Single by Robin Schulz featuring Jasmine Thompson

from the album Prayer
- Released: 24 October 2014
- Recorded: 2014
- Genre: Deep house; tropical house;
- Length: 2:59
- Label: Tonspiel (Warner Music Group)
- Songwriters: Robin Schulz; Tom Havelock;
- Producer: Robin Schulz

Robin Schulz singles chronology
| "Willst Du" (2014) | "Sun Goes Down" (2014) | "Headlights" (2015) |

Jasmine Thompson singles chronology
| "Ain't Nobody" (2013) | "Sun Goes Down" (2014) | "Ain't Nobody (Loves Me Better)" (2015) |

Music video
- "Sun Goes Down" on YouTube

= Sun Goes Down (Robin Schulz song) =

"Sun Goes Down" is a song by German DJ and record producer Robin Schulz. It features the vocals from British singer Jasmine Thompson. The song was released in Germany as a digital download on 24 October 2014. The song peaked at number two on the German Singles Chart.

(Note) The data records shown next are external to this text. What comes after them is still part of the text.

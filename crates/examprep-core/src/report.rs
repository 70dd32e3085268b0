//! Progress report types with JSON persistence and regression detection.

use std::collections::{BTreeMap, HashMap};
use std::path::Path;

use anyhow::{Context, Result};
use chrono::{DateTime, FixedOffset, Utc};
use serde::{Deserialize, Serialize};
use uuid::Uuid;

use crate::model::{AttemptPolicy, AttemptRecord, RecordFilter};
use crate::scoring::normalize_score;
use crate::statistics::{
    bucket_by_attempt_count, bucket_by_day_of_week, bucket_by_hour_of_day, bucket_by_time_spent,
    current_streak, longest_streak, score_distribution, summarize, time_series, BucketStats,
    DailyPoint, ProgressSummary,
};

/// A complete progress report for one user.
#[derive(Debug, Clone, Serialize, Deserialize)]
pub struct ProgressReport {
    /// Unique report identifier.
    pub id: Uuid,
    /// When the report was created.
    pub created_at: DateTime<Utc>,
    /// Whose attempts were aggregated.
    pub user_id: String,
    /// Which attempts counted.
    pub policy: AttemptPolicy,
    /// Catalog restriction applied before aggregation.
    #[serde(default)]
    pub filter: RecordFilter,
    /// Zone used for day and hour grouping, in minutes east of UTC.
    #[serde(default)]
    pub utc_offset_minutes: i32,
    /// Exam / subject / chapter roll-up.
    pub summary: ProgressSummary,
    /// One point per active day.
    pub time_series: Vec<DailyPoint>,
    pub time_spent: Vec<BucketStats>,
    pub attempt_counts: Vec<BucketStats>,
    pub hour_of_day: Vec<BucketStats>,
    pub day_of_week: Vec<BucketStats>,
    /// Distribution of daily scores on a 0–100 scale.
    pub score_distribution: Vec<BucketStats>,
    /// Sum of all awarded points.
    pub total_score: i64,
    pub longest_streak: u32,
    pub current_streak: u32,
}

impl ProgressReport {
    /// Aggregate a snapshot of records that has already been filtered and
    /// reduced by `policy`.
    pub fn build(
        user_id: &str,
        policy: AttemptPolicy,
        filter: RecordFilter,
        records: &[AttemptRecord],
        offset: FixedOffset,
        now: DateTime<Utc>,
    ) -> Self {
        let today = now.with_timezone(&offset).date_naive();

        ProgressReport {
            id: Uuid::new_v4(),
            created_at: now,
            user_id: user_id.to_string(),
            policy,
            filter,
            utc_offset_minutes: offset.local_minus_utc() / 60,
            summary: summarize(records),
            time_series: time_series(records, offset),
            time_spent: bucket_by_time_spent(records),
            attempt_counts: bucket_by_attempt_count(records),
            hour_of_day: bucket_by_hour_of_day(records, offset),
            day_of_week: bucket_by_day_of_week(records, offset),
            score_distribution: score_distribution(&daily_scores(records, offset)),
            total_score: records.iter().map(|r| r.score as i64).sum(),
            longest_streak: longest_streak(records, offset),
            current_streak: current_streak(records, today, offset),
        }
    }

    /// Save the report as JSON to a file.
    pub fn save_json(&self, path: &Path) -> Result<()> {
        let json = serde_json::to_string_pretty(self).context("failed to serialize report")?;
        if let Some(parent) = path.parent() {
            std::fs::create_dir_all(parent)?;
        }
        std::fs::write(path, json)
            .with_context(|| format!("failed to write report to {}", path.display()))?;
        Ok(())
    }

    /// Load a report from a JSON file.
    pub fn load_json(path: &Path) -> Result<Self> {
        let content = std::fs::read_to_string(path)
            .with_context(|| format!("failed to read report from {}", path.display()))?;
        let report: ProgressReport =
            serde_json::from_str(&content).context("failed to parse report JSON")?;
        Ok(report)
    }

    /// Format the catalog breakdown and daily activity as markdown.
    pub fn to_markdown(&self) -> String {
        let mut md = String::new();
        let tally = self.summary.tally;

        md.push_str(&format!("## Progress for {}\n\n", self.user_id));
        md.push_str(&format!(
            "**Summary:** {} attempts, {} correct ({:.1}%), score {}, streak {} (best {})\n\n",
            tally.total,
            tally.correct,
            tally.accuracy(),
            self.total_score,
            self.current_streak,
            self.longest_streak
        ));

        if tally.total == 0 {
            md.push_str("No attempts yet.\n");
            return md;
        }

        md.push_str("| Exam | Subject | Chapter | Attempts | Accuracy |\n");
        md.push_str("|------|---------|---------|----------|----------|\n");
        for (exam, subject, chapter, t) in self.summary.chapters() {
            md.push_str(&format!(
                "| {exam} | {subject} | {chapter} | {} | {:.1}% |\n",
                t.total,
                t.accuracy()
            ));
        }

        if !self.time_series.is_empty() {
            md.push_str("\n### Daily activity\n\n");
            md.push_str("| Date | Attempts | Accuracy | Minutes |\n");
            md.push_str("|------|----------|----------|---------|\n");
            for p in &self.time_series {
                md.push_str(&format!(
                    "| {} | {} | {:.1}% | {:.1} |\n",
                    p.date, p.total_attempts, p.accuracy_percent, p.time_spent_minutes
                ));
            }
        }

        md
    }

    /// Compare chapter accuracy against a baseline report.
    ///
    /// `threshold` is a fraction: 0.05 flags changes of more than five
    /// percentage points.
    pub fn compare(&self, baseline: &ProgressReport, threshold: f64) -> RegressionReport {
        let accuracy_map = |report: &ProgressReport| -> HashMap<ChapterKey, f64> {
            report
                .summary
                .chapters()
                .map(|(exam, subject, chapter, tally)| {
                    let key = ChapterKey {
                        exam_type: exam.to_string(),
                        subject: subject.to_string(),
                        chapter: chapter.to_string(),
                    };
                    (key, tally.accuracy() / 100.0)
                })
                .collect()
        };

        let baseline_scores = accuracy_map(baseline);
        let current_scores = accuracy_map(self);

        let mut regressions = Vec::new();
        let mut improvements = Vec::new();
        let mut unchanged = 0usize;
        let mut new_chapters = 0usize;

        for (key, &current) in &current_scores {
            if let Some(&baseline_val) = baseline_scores.get(key) {
                let delta = current - baseline_val;
                let change = ChapterChange {
                    chapter: key.clone(),
                    baseline_accuracy: baseline_val,
                    current_accuracy: current,
                    delta,
                };
                if delta < -threshold {
                    regressions.push(change);
                } else if delta > threshold {
                    improvements.push(change);
                } else {
                    unchanged += 1;
                }
            } else {
                new_chapters += 1;
            }
        }

        let removed_chapters = baseline_scores
            .keys()
            .filter(|k| !current_scores.contains_key(k))
            .count();

        regressions.sort_by(|a, b| a.chapter.cmp(&b.chapter));
        improvements.sort_by(|a, b| a.chapter.cmp(&b.chapter));

        RegressionReport {
            regressions,
            improvements,
            unchanged,
            new_chapters,
            removed_chapters,
        }
    }
}

/// Normalized score of each active day, in date order.
fn daily_scores(records: &[AttemptRecord], offset: FixedOffset) -> Vec<f64> {
    let mut days: BTreeMap<_, (i32, usize)> = BTreeMap::new();
    for r in records {
        let Some(ts) = &r.submitted_at else { continue };
        let (score, count) = days.entry(ts.with_timezone(&offset).date_naive()).or_default();
        *score += r.score;
        *count += 1;
    }
    days.into_values()
        .map(|(score, count)| normalize_score(score, count))
        .collect()
}

/// Identifies a chapter across reports.
#[derive(Debug, Clone, PartialEq, Eq, Hash, PartialOrd, Ord, Serialize, Deserialize)]
pub struct ChapterKey {
    pub exam_type: String,
    pub subject: String,
    pub chapter: String,
}

impl std::fmt::Display for ChapterKey {
    fn fmt(&self, f: &mut std::fmt::Formatter<'_>) -> std::fmt::Result {
        write!(f, "{} / {} / {}", self.exam_type, self.subject, self.chapter)
    }
}

/// Result of comparing two reports.
#[derive(Debug, Clone, Serialize, Deserialize)]
pub struct RegressionReport {
    /// Chapters where accuracy went down.
    pub regressions: Vec<ChapterChange>,
    /// Chapters where accuracy went up.
    pub improvements: Vec<ChapterChange>,
    /// Chapters with no significant change.
    pub unchanged: usize,
    /// Chapters in current but not baseline.
    pub new_chapters: usize,
    /// Chapters in baseline but not current.
    pub removed_chapters: usize,
}

/// An accuracy change in one chapter. Accuracies are fractions 0–1.
#[derive(Debug, Clone, Serialize, Deserialize)]
pub struct ChapterChange {
    pub chapter: ChapterKey,
    pub baseline_accuracy: f64,
    pub current_accuracy: f64,
    pub delta: f64,
}

impl RegressionReport {
    /// Format the regression report as markdown.
    pub fn to_markdown(&self) -> String {
        let mut md = String::new();

        md.push_str(&format!(
            "**Summary:** {} regressions, {} improvements, {} unchanged\n\n",
            self.regressions.len(),
            self.improvements.len(),
            self.unchanged
        ));

        for (title, changes) in [
            ("Regressions", &self.regressions),
            ("Improvements", &self.improvements),
        ] {
            if changes.is_empty() {
                continue;
            }
            md.push_str(&format!("### {title}\n\n"));
            md.push_str("| Chapter | Baseline | Current | Delta |\n");
            md.push_str("|---------|----------|---------|-------|\n");
            for c in changes {
                md.push_str(&format!(
                    "| {} | {:.1}% | {:.1}% | {:+.1}% |\n",
                    c.chapter,
                    c.baseline_accuracy * 100.0,
                    c.current_accuracy * 100.0,
                    c.delta * 100.0
                ));
            }
            md.push('\n');
        }

        md
    }

    /// Returns true if there are any regressions.
    pub fn has_regressions(&self) -> bool {
        !self.regressions.is_empty()
    }
}

#[cfg(test)]
mod tests {
    use super::*;
    use crate::model::NormalizedAnswer;
    use chrono::TimeZone;

    fn utc() -> FixedOffset {
        FixedOffset::east_opt(0).unwrap()
    }

    fn now() -> DateTime<Utc> {
        Utc.with_ymd_and_hms(2024, 5, 8, 18, 0, 0).unwrap()
    }

    fn attempt(chapter: &str, correct: bool, day: u32) -> AttemptRecord {
        AttemptRecord {
            id: Uuid::nil(),
            question_id: format!("{chapter}-q"),
            exam_type: Some("JEE Main".into()),
            subject: Some("Physics".into()),
            chapter: Some(chapter.into()),
            user_id: "u1".into(),
            submitted_answer: NormalizedAnswer::Options(vec![1]),
            is_correct: correct,
            score: if correct { 4 } else { -1 },
            time_spent_seconds: Some(90),
            attempt_count: 1,
            submitted_at: Some(Utc.with_ymd_and_hms(2024, 5, day, 9, 0, 0).unwrap()),
        }
    }

    fn make_report(records: &[AttemptRecord]) -> ProgressReport {
        ProgressReport::build("u1", AttemptPolicy::All, RecordFilter::default(), records, utc(), now())
    }

    #[test]
    fn build_from_empty_records() {
        let report = make_report(&[]);
        assert_eq!(report.summary.tally.total, 0);
        assert!(report.time_series.is_empty());
        assert_eq!(report.time_spent.len(), 5);
        assert_eq!(report.score_distribution.len(), 5);
        assert_eq!(report.longest_streak, 0);
        assert_eq!(report.current_streak, 0);
        assert_eq!(report.total_score, 0);
    }

    #[test]
    fn build_fills_every_section() {
        let records = vec![
            attempt("Mechanics", true, 7),
            attempt("Mechanics", false, 7),
            attempt("Optics", true, 8),
        ];
        let report = make_report(&records);
        assert_eq!(report.summary.tally.total, 3);
        assert_eq!(report.time_series.len(), 2);
        assert_eq!(report.total_score, 7);
        assert_eq!(report.longest_streak, 2);
        assert_eq!(report.current_streak, 2);
        // Day 7 scores 3/8 = 37.5, day 8 scores 4/4 = 100.
        let totals: Vec<u64> = report.score_distribution.iter().map(|b| b.tally.total).collect();
        assert_eq!(totals, vec![0, 1, 0, 0, 1]);
    }

    #[test]
    fn compare_identical_reports() {
        let records = vec![attempt("Mechanics", true, 7)];
        let baseline = make_report(&records);
        let current = make_report(&records);

        let report = current.compare(&baseline, 0.05);
        assert!(report.regressions.is_empty());
        assert!(report.improvements.is_empty());
        assert_eq!(report.unchanged, 1);
    }

    #[test]
    fn compare_with_regression_and_improvement() {
        let baseline = make_report(&[attempt("Mechanics", true, 7), attempt("Optics", false, 7)]);
        let current = make_report(&[attempt("Mechanics", false, 8), attempt("Optics", true, 8)]);

        let report = current.compare(&baseline, 0.05);
        assert_eq!(report.regressions.len(), 1);
        assert_eq!(report.regressions[0].chapter.chapter, "Mechanics");
        assert!((report.regressions[0].delta + 1.0).abs() < 1e-9);
        assert_eq!(report.improvements.len(), 1);
        assert!(report.has_regressions());
    }

    #[test]
    fn compare_with_new_and_removed() {
        let baseline = make_report(&[attempt("Waves", true, 7)]);
        let current = make_report(&[attempt("Optics", true, 7)]);

        let report = current.compare(&baseline, 0.05);
        assert_eq!(report.new_chapters, 1);
        assert_eq!(report.removed_chapters, 1);
    }

    #[test]
    fn json_roundtrip() {
        let report = make_report(&[attempt("Mechanics", true, 7)]);
        let dir = tempfile::tempdir().unwrap();
        let path = dir.path().join("nested/report.json");

        report.save_json(&path).unwrap();
        let loaded = ProgressReport::load_json(&path).unwrap();

        assert_eq!(loaded.user_id, "u1");
        assert_eq!(loaded.summary, report.summary);
        assert_eq!(loaded.time_series, report.time_series);
    }

    #[test]
    fn progress_markdown() {
        let report = make_report(&[attempt("Mechanics", true, 7), attempt("Optics", false, 8)]);
        let md = report.to_markdown();
        assert!(md.contains("2 attempts, 1 correct (50.0%)"));
        assert!(md.contains("| JEE Main | Physics | Optics | 1 | 0.0% |"));
        assert!(md.contains("| 2024-05-07 | 1 | 100.0% | 1.5 |"));

        assert!(make_report(&[]).to_markdown().contains("No attempts yet."));
    }

    #[test]
    fn markdown_output() {
        let baseline = make_report(&[attempt("Mechanics", true, 7)]);
        let current = make_report(&[attempt("Mechanics", false, 7)]);

        let md = current.compare(&baseline, 0.05).to_markdown();
        assert!(md.contains("Regressions"));
        assert!(md.contains("JEE Main / Physics / Mechanics"));
        assert!(md.contains("-100.0%"));
    }
}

It served as the official song of the 2015 CONCACAF Gold Cup.

The song's composition consists of a piano, and a saxophone drop, accompanied by Schulz's beats, and Thompson's vocals. At the beginning of the song, the vocals and the drop, a loud, horn-like sound effect is played.

==Music video==
The accompanying music video for "Sun Goes Down" was made in September 2014 by director Lilja and shows various protagonists in different places all over Europe.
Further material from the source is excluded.